Phonogram, 5PM @ DU Players
Phonogram is ostensibly just a quirky, immersive evening of indie antics directed by the affable beardy men, Matthew O’ Dwyer and Richard Durning. In the context of student drama society DU Players though, it’s a first. This interactive theatre quest tracks seven lovers, loners, losers and legitimately unhinged adolescents through the teenage wasteland that is Players Theatre. All the way up, and all the way down, hold on to your conscience, your cool clothes and your dignity as you dance your way into the mutual braingasm of Durnwyer.
Confused? Try the show on for size, mate!
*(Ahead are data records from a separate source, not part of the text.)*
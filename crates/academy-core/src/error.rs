use thiserror::Error;

/// Top-level error type for the academy assistant.
///
/// Subsystem crates define their own error types and implement
/// `From<SubsystemError> for AcademyError` so that `?` works across crate
/// boundaries.
#[derive(Debug, Error)]
#[non_exhaustive]
pub enum AcademyError {
    #[error("Configuration error: {0}")]
    Config(String),

    #[error("Speech error: {0}")]
    Speech(String),

    #[error("Chat error: {0}")]
    Chat(String),

    #[error("I/O error: {0}")]
    Io(#[from] std::io::Error),

    #[error("Serialization error: {0}")]
    Serialization(String),
}

impl From<toml::de::Error> for AcademyError {
    fn from(err: toml::de::Error) -> Self {
        AcademyError::Config(err.to_string())
    }
}

impl From<toml::ser::Error> for AcademyError {
    fn from(err: toml::ser::Error) -> Self {
        AcademyError::Config(err.to_string())
    }
}

impl From<serde_json::Error> for AcademyError {
    fn from(err: serde_json::Error) -> Self {
        AcademyError::Serialization(err.to_string())
    }
}

/// A specialized `Result` type for academy operations.
pub type Result<T> = std::result::Result<T, AcademyError>;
Have you got anything helpful to say?
What? Oh. No.
Be a good person.
I mean, did you like it?
I did. To design a twelve-person performance over two stories, complete with (mostly) functioning AV and a consistent feeling takes chops. If that feeling is dizzy, then good, being a teenager is tough, man. Directed to spec, I think this show could be wonderful. Unfortunately the sheer size of the building poses mechanical problems that cut up the dramatic action in a disorienting way. There were aspects of the production I felt were half-realized. The set designs were individually uninteresting and the costumes failed to realize the potential of the graphic novel, but that’s only to be expected. A project this ambitious is going to need to be fine-tuned to the nth-degree before it really comes to fruition. Oh yeah, the graphic novel! Matthew made a great effort to take a niche comic interest and turn it into a relatable show that appealed to its audience. I was less keen on the soundtrack, which seemed a little garbled. The videos though, were great. Not even one of them blue screened or said INPUT in colossal cunt letters, and I thought that one video in particular was beautiful. Despite some overacting, the cast were cool, committed and clearly glad to be there. I was impressed by the more nuanced performances by Abigail Clarke and Laoise Murray, who clearly saw the difference between audience interaction and stage conversation and, coincidentally, spoke loud enough for me to hear them. And I’m the one that matters, me. They dealt easily with the logistics of moving the raving crowd before them and deftly saw us through their teenage nightmare.
I struggled to understand, but had a whale of a time despite that.
That sounds like your life story.
Yeah. Juggling the narrative (which I struggled to comprehend) and the building was a bridge too far for Phonogram, but it was a fun filled if neurotic night in the club, and I love to dance, baby. So see you there!
Who were you?
Are you okay man, you seem a bit manic?